• To do:
Search the data for the string "process" and copy each line in which it appears.
=== Section Start ===
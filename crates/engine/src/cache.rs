//! Feature and result caches
//!
//! `TtlLruCache` is a sharded in-process map with per-entry TTL and
//! approximate LRU eviction. `ResultCache` sits on top of any `KvCache`
//! substrate and treats every failure or slow round-trip as a miss.

use async_trait::async_trait;
use dashmap::DashMap;
use lead_intel_core::{lead_key_prefix, CacheError, KvCache, SignalVector};
use std::sync::atomic::{AtomicU64, Ordering};
use std::sync::Arc;
use std::time::Duration;
use tokio::time::Instant;

use crate::request::InferenceOutcome;

/// One cached value
#[derive(Debug)]
pub struct CacheEntry<T> {
    pub key: String,
    pub value: T,
    pub inserted_at: Instant,
    pub ttl: Duration,
    last_access: AtomicU64,
}

impl<T> CacheEntry<T> {
    fn new(key: String, value: T, ttl: Duration, tick: u64) -> Self {
        Self {
            key,
            value,
            inserted_at: Instant::now(),
            ttl,
            last_access: AtomicU64::new(tick),
        }
    }

    pub fn is_expired(&self) -> bool {
        self.inserted_at.elapsed() >= self.ttl
    }

    pub fn last_access(&self) -> u64 {
        self.last_access.load(Ordering::Relaxed)
    }
}

/// Hit/miss counters of one cache
#[derive(Debug, Clone, Copy, Default, PartialEq)]
pub struct CacheStats {
    pub hits: u64,
    pub misses: u64,
    pub evictions: u64,
    pub entries: usize,
}

impl CacheStats {
    pub fn hit_rate(&self) -> f64 {
        let total = self.hits + self.misses;
        if total == 0 {
            0.0
        } else {
            self.hits as f64 / total as f64
        }
    }
}

/// Bounded TTL cache with least-recently-used eviction
///
/// Recency is a global access tick rather than a linked list, so reads
/// only touch the shard holding the key. Eviction scans for the oldest
/// tick, which keeps inserts O(n) at capacity; capacities here are a few
/// thousand entries.
#[derive(Debug)]
pub struct TtlLruCache<T> {
    entries: DashMap<String, CacheEntry<T>>,
    capacity: usize,
    default_ttl: Duration,
    tick: AtomicU64,
    hits: AtomicU64,
    misses: AtomicU64,
    evictions: AtomicU64,
}

impl<T: Clone> TtlLruCache<T> {
    pub fn new(capacity: usize, default_ttl: Duration) -> Self {
        Self {
            entries: DashMap::new(),
            capacity: capacity.max(1),
            default_ttl,
            tick: AtomicU64::new(0),
            hits: AtomicU64::new(0),
            misses: AtomicU64::new(0),
            evictions: AtomicU64::new(0),
        }
    }

    fn next_tick(&self) -> u64 {
        self.tick.fetch_add(1, Ordering::Relaxed) + 1
    }

    pub fn get(&self, key: &str) -> Option<T> {
        let expired = match self.entries.get(key) {
            Some(entry) if !entry.is_expired() => {
                entry.last_access.store(self.next_tick(), Ordering::Relaxed);
                self.hits.fetch_add(1, Ordering::Relaxed);
                return Some(entry.value.clone());
            },
            Some(_) => true,
            None => false,
        };
        // the shard guard is released before removing
        if expired {
            self.entries.remove_if(key, |_, e| e.is_expired());
        }
        self.misses.fetch_add(1, Ordering::Relaxed);
        None
    }

    pub fn insert(&self, key: impl Into<String>, value: T) {
        self.insert_with_ttl(key, value, self.default_ttl);
    }

    pub fn insert_with_ttl(&self, key: impl Into<String>, value: T, ttl: Duration) {
        let key = key.into();
        if !self.entries.contains_key(&key) && self.entries.len() >= self.capacity {
            self.purge_expired();
            while self.entries.len() >= self.capacity {
                if !self.evict_oldest() {
                    break;
                }
            }
        }
        let entry = CacheEntry::new(key.clone(), value, ttl, self.next_tick());
        self.entries.insert(key, entry);
    }

    fn evict_oldest(&self) -> bool {
        let oldest = self
            .entries
            .iter()
            .min_by_key(|e| e.last_access())
            .map(|e| e.key().clone());
        match oldest {
            Some(key) => {
                self.entries.remove(&key);
                self.evictions.fetch_add(1, Ordering::Relaxed);
                tracing::trace!(key = %key, "Evicted least recently used entry");
                true
            },
            None => false,
        }
    }

    /// Drop every expired entry, returning how many went
    pub fn purge_expired(&self) -> usize {
        let before = self.entries.len();
        self.entries.retain(|_, e| !e.is_expired());
        before.saturating_sub(self.entries.len())
    }

    pub fn remove(&self, key: &str) -> bool {
        self.entries.remove(key).is_some()
    }

    pub fn remove_prefix(&self, prefix: &str) -> usize {
        let before = self.entries.len();
        self.entries.retain(|k, _| !k.starts_with(prefix));
        before.saturating_sub(self.entries.len())
    }

    pub fn len(&self) -> usize {
        self.entries.len()
    }

    pub fn is_empty(&self) -> bool {
        self.entries.is_empty()
    }

    pub fn capacity(&self) -> usize {
        self.capacity
    }

    pub fn clear(&self) {
        self.entries.clear();
    }

    pub fn stats(&self) -> CacheStats {
        CacheStats {
            hits: self.hits.load(Ordering::Relaxed),
            misses: self.misses.load(Ordering::Relaxed),
            evictions: self.evictions.load(Ordering::Relaxed),
            entries: self.entries.len(),
        }
    }
}

/// In-process `KvCache` substrate
#[derive(Debug)]
pub struct InMemoryKvCache {
    inner: TtlLruCache<Vec<u8>>,
}

impl InMemoryKvCache {
    pub fn new(capacity: usize, default_ttl: Duration) -> Self {
        Self {
            inner: TtlLruCache::new(capacity, default_ttl),
        }
    }

    pub fn len(&self) -> usize {
        self.inner.len()
    }

    pub fn is_empty(&self) -> bool {
        self.inner.is_empty()
    }

    pub fn stats(&self) -> CacheStats {
        self.inner.stats()
    }
}

#[async_trait]
impl KvCache for InMemoryKvCache {
    async fn get(&self, key: &str) -> Result<Option<Vec<u8>>, CacheError> {
        Ok(self.inner.get(key))
    }

    async fn set(&self, key: &str, value: Vec<u8>, ttl: Duration) -> Result<(), CacheError> {
        self.inner.insert_with_ttl(key, value, ttl);
        Ok(())
    }

    async fn delete_prefix(&self, prefix: &str) -> Result<usize, CacheError> {
        Ok(self.inner.remove_prefix(prefix))
    }
}

/// Inference outcomes keyed by request fingerprint
#[derive(Clone)]
pub struct ResultCache {
    backend: Arc<dyn KvCache>,
    ttl: Duration,
    timeout: Duration,
}

impl std::fmt::Debug for ResultCache {
    fn fmt(&self, f: &mut std::fmt::Formatter<'_>) -> std::fmt::Result {
        f.debug_struct("ResultCache")
            .field("ttl", &self.ttl)
            .field("timeout", &self.timeout)
            .finish_non_exhaustive()
    }
}

impl ResultCache {
    pub fn new(backend: Arc<dyn KvCache>, ttl: Duration, timeout: Duration) -> Self {
        Self {
            backend,
            ttl,
            timeout,
        }
    }

    fn timeout_ms(&self) -> u64 {
        self.timeout.as_millis() as u64
    }

    /// Cached outcome; any backend error, timeout or decode failure is a miss
    pub async fn get(&self, fingerprint: &str) -> Option<InferenceOutcome> {
        match self.try_get(fingerprint).await {
            Ok(hit) => hit,
            Err(e) => {
                tracing::warn!(fingerprint = %fingerprint, error = %e, "Result cache read failed, treating as miss");
                None
            },
        }
    }

    async fn try_get(&self, fingerprint: &str) -> Result<Option<InferenceOutcome>, CacheError> {
        let bytes = tokio::time::timeout(self.timeout, self.backend.get(fingerprint))
            .await
            .map_err(|_| CacheError::Timeout(self.timeout_ms()))??;
        match bytes {
            Some(bytes) => serde_json::from_slice(&bytes)
                .map(Some)
                .map_err(|e| CacheError::Serialization(e.to_string())),
            None => Ok(None),
        }
    }

    /// Store an outcome; failures are logged and otherwise ignored
    pub async fn put(&self, fingerprint: &str, outcome: &InferenceOutcome) -> bool {
        let result = async {
            let bytes =
                serde_json::to_vec(outcome).map_err(|e| CacheError::Serialization(e.to_string()))?;
            tokio::time::timeout(self.timeout, self.backend.set(fingerprint, bytes, self.ttl))
                .await
                .map_err(|_| CacheError::Timeout(self.timeout_ms()))?
        }
        .await;

        match result {
            Ok(()) => true,
            Err(e) => {
                tracing::warn!(fingerprint = %fingerprint, error = %e, "Result cache write failed");
                false
            },
        }
    }

    /// Drop every cached outcome of one lead
    pub async fn invalidate_lead(&self, lead_id: &str) -> Result<usize, CacheError> {
        let prefix = lead_key_prefix(lead_id);
        tokio::time::timeout(self.timeout, self.backend.delete_prefix(&prefix))
            .await
            .map_err(|_| CacheError::Timeout(self.timeout_ms()))?
    }
}

/// Extracted signals keyed by `feature_fingerprint`
pub type FeatureCache = TtlLruCache<SignalVector>;
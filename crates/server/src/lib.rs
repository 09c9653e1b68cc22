//! Lead scoring service
//!
//! Wires configuration, collaborators and the inference orchestrator into
//! a long-running process. Requests arrive as newline-delimited JSON
//! commands; every command produces exactly one JSON response line.

pub mod protocol;
pub mod telemetry;

pub use protocol::{handle_line, Command, Response};
pub use telemetry::init_metrics;

use lead_intel_config::Settings;
use lead_intel_core::AgentProfile;
use lead_intel_engine::{InMemoryAgentDirectory, InferenceOrchestrator, ScoreRequest};
use std::path::Path;
use std::sync::Arc;
use thiserror::Error;

/// Server errors
#[derive(Error, Debug)]
pub enum ServerError {
    #[error("Configuration error: {0}")]
    Config(#[from] lead_intel_config::ConfigError),

    #[error("Failed to build scoring pipeline: {0}")]
    Build(#[from] lead_intel_scoring::BuildError),

    #[error("Failed to read {path}: {source}")]
    Io {
        path: String,
        #[source]
        source: std::io::Error,
    },

    #[error("Invalid JSON in {path}: {message}")]
    Json { path: String, message: String },

    #[error("Metrics exporter error: {0}")]
    Metrics(String),
}

fn read_file(path: &Path) -> Result<String, ServerError> {
    std::fs::read_to_string(path).map_err(|source| ServerError::Io {
        path: path.display().to_string(),
        source,
    })
}

/// Agent roster from a JSON array of profiles
pub fn load_agents(path: impl AsRef<Path>) -> Result<Vec<AgentProfile>, ServerError> {
    let path = path.as_ref();
    let raw = read_file(path)?;
    serde_json::from_str(&raw).map_err(|e| ServerError::Json {
        path: path.display().to_string(),
        message: e.to_string(),
    })
}

/// Score requests from an NDJSON file; blank lines are skipped and bad
/// lines are logged and dropped
pub fn load_warmup_samples(path: impl AsRef<Path>) -> Result<Vec<ScoreRequest>, ServerError> {
    let path = path.as_ref();
    let raw = read_file(path)?;
    let mut samples = Vec::new();
    for (number, line) in raw.lines().enumerate() {
        let line = line.trim();
        if line.is_empty() {
            continue;
        }
        match serde_json::from_str::<ScoreRequest>(line) {
            Ok(request) => samples.push(request),
            Err(e) => tracing::warn!(
                path = %path.display(),
                line = number + 1,
                error = %e,
                "Skipping invalid warm-up sample"
            ),
        }
    }
    Ok(samples)
}

/// Build the orchestrator described by `settings`
///
/// A missing or unreadable agent roster is not fatal: routing then answers
/// with the unassigned queue until the roster is fixed.
pub fn build_orchestrator(settings: &Settings) -> Result<InferenceOrchestrator, ServerError> {
    let scoring = settings.scoring_config()?;

    let agents = match &settings.agents_path {
        Some(path) => match load_agents(path) {
            Ok(agents) => {
                tracing::info!(path = %path, count = agents.len(), "Loaded agent roster");
                agents
            },
            Err(e) => {
                tracing::warn!(error = %e, "Agent roster unavailable, routing to unassigned queue");
                Vec::new()
            },
        },
        None => {
            tracing::warn!("No agent roster configured, routing to unassigned queue");
            Vec::new()
        },
    };

    let orchestrator = InferenceOrchestrator::builder(settings.clone(), scoring)
        .agent_directory(Arc::new(InMemoryAgentDirectory::new(agents)))
        .build()?;
    Ok(orchestrator)
}

#[cfg(test)]
mod tests {
    use super::*;
    use std::io::Write;

    #[test]
    fn test_load_agents() {
        let mut file = tempfile::NamedTempFile::new().unwrap();
        write!(
            file,
            r#"[{{"id": "a1", "capacity": 10, "specializations": ["luxury"]}},
                {{"id": "a2", "capacity": 5, "current_load": 5}}]"#
        )
        .unwrap();
        let agents = load_agents(file.path()).unwrap();
        assert_eq!(agents.len(), 2);
        assert_eq!(agents[0].specializations, vec!["luxury".to_string()]);
        assert!(!agents[1].is_eligible());
    }

    #[test]
    fn test_load_agents_errors() {
        assert!(matches!(
            load_agents("/nonexistent/agents.json"),
            Err(ServerError::Io { .. })
        ));

        let mut file = tempfile::NamedTempFile::new().unwrap();
        write!(file, "not json").unwrap();
        assert!(matches!(load_agents(file.path()), Err(ServerError::Json { .. })));
    }

    #[test]
    fn test_warmup_skips_bad_lines() {
        let mut file = tempfile::NamedTempFile::new().unwrap();
        writeln!(file, r#"{{"lead": {{"id": "a"}}}}"#).unwrap();
        writeln!(file).unwrap();
        writeln!(file, "garbage").unwrap();
        writeln!(file, r#"{{"lead": {{"id": "b", "budget": 300000}}, "conversation": []}}"#).unwrap();
        let samples = load_warmup_samples(file.path()).unwrap();
        assert_eq!(samples.len(), 2);
        assert_eq!(samples[1].lead.budget, Some(300_000.0));
    }

    #[tokio::test]
    async fn test_build_without_roster() {
        let orchestrator = build_orchestrator(&Settings::default()).unwrap();
        assert!(!orchestrator.is_shut_down());
    }
}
=== Section End ===
• Output below:
//! `TtlLruCache` is a sharded in-process map with per-entry TTL and
/// In-process `KvCache` substrate
//! a long-running process. Requests arrive as newline-delimited JSON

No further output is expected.